Work to be completed.
Find out how many lines in the records have the string "element" in them, and state only that number.

Given information section start

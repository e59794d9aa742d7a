//! Domain XML descriptor schema.
//!
//! Only the slice of the descriptor the collector needs is modeled: the
//! UUID, the device topology (disks and network interfaces), and the
//! optional Nova instance metadata block. Every field defaults to its empty
//! value, so a descriptor without a metadata block yields empty-string
//! labels rather than a parse error.

use serde::Deserialize;

use crate::error::{CollectError, Result};

/// Parsed domain XML descriptor.
#[derive(Debug, Default, Deserialize, PartialEq)]
pub struct DomainXml {
    /// Domain UUID.
    #[serde(default)]
    pub uuid: String,
    /// Device topology.
    #[serde(default)]
    pub devices: Devices,
    /// Optional workload-owner metadata.
    #[serde(default)]
    pub metadata: Metadata,
}

/// The `<devices>` block.
#[derive(Debug, Default, Deserialize, PartialEq)]
pub struct Devices {
    /// Block devices.
    #[serde(default, rename = "disk")]
    pub disks: Vec<Disk>,
    /// Network interfaces.
    #[serde(default, rename = "interface")]
    pub interfaces: Vec<Interface>,
}

/// One `<disk>` device.
#[derive(Debug, Default, Deserialize, PartialEq)]
pub struct Disk {
    /// Device class, e.g. `disk`, `cdrom`, `fd`.
    #[serde(default, rename = "@device")]
    pub device: String,
    /// Backing source.
    #[serde(default)]
    pub source: DiskSource,
    /// Guest-visible target.
    #[serde(default)]
    pub target: DiskTarget,
}

/// Disk backing source.
#[derive(Debug, Default, Deserialize, PartialEq)]
pub struct DiskSource {
    /// Backing file path.
    #[serde(default, rename = "@file")]
    pub file: String,
}

/// Disk guest-visible target.
#[derive(Debug, Default, Deserialize, PartialEq)]
pub struct DiskTarget {
    /// Target device name, e.g. `vda`.
    #[serde(default, rename = "@dev")]
    pub device: String,
}

/// One `<interface>` device.
#[derive(Debug, Default, Deserialize, PartialEq)]
pub struct Interface {
    /// Host-side source.
    #[serde(default)]
    pub source: InterfaceSource,
    /// Host-side target.
    #[serde(default)]
    pub target: InterfaceTarget,
}

/// Interface host-side source.
#[derive(Debug, Default, Deserialize, PartialEq)]
pub struct InterfaceSource {
    /// Bridge name.
    #[serde(default, rename = "@bridge")]
    pub bridge: String,
}

/// Interface host-side target.
#[derive(Debug, Default, Deserialize, PartialEq)]
pub struct InterfaceTarget {
    /// Target device name, e.g. `vnet0`.
    #[serde(default, rename = "@dev")]
    pub device: String,
}

/// The `<metadata>` block.
#[derive(Debug, Default, Deserialize, PartialEq)]
pub struct Metadata {
    /// Nova instance metadata.
    #[serde(default, rename = "nova:instance")]
    pub instance: NovaInstance,
}

/// The `<nova:instance>` metadata element.
#[derive(Debug, Default, Deserialize, PartialEq)]
pub struct NovaInstance {
    /// Instance display name.
    #[serde(default, rename = "nova:name")]
    pub name: String,
    /// Flavor reference.
    #[serde(default, rename = "nova:flavor")]
    pub flavor: NovaFlavor,
    /// Owner block.
    #[serde(default, rename = "nova:owner")]
    pub owner: NovaOwner,
}

/// The `<nova:flavor>` element.
#[derive(Debug, Default, Deserialize, PartialEq)]
pub struct NovaFlavor {
    /// Flavor name.
    #[serde(default, rename = "@name")]
    pub name: String,
}

/// The `<nova:owner>` element.
#[derive(Debug, Default, Deserialize, PartialEq)]
pub struct NovaOwner {
    /// Owning project.
    #[serde(default, rename = "nova:project")]
    pub project: NovaProject,
}

/// The `<nova:project>` element; the project name is the element text.
#[derive(Debug, Default, Deserialize, PartialEq)]
pub struct NovaProject {
    /// Project name.
    #[serde(default, rename = "$text")]
    pub name: String,
}

/// Parses a domain XML descriptor.
///
/// # Errors
///
/// Returns [`CollectError::DomainXml`] when the document is not well-formed.
pub fn parse_domain_xml(xml: &str) -> Result<DomainXml> {
    quick_xml::de::from_str(xml).map_err(|e| CollectError::DomainXml(e.to_string()))
}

Given information section end

The completed task.
4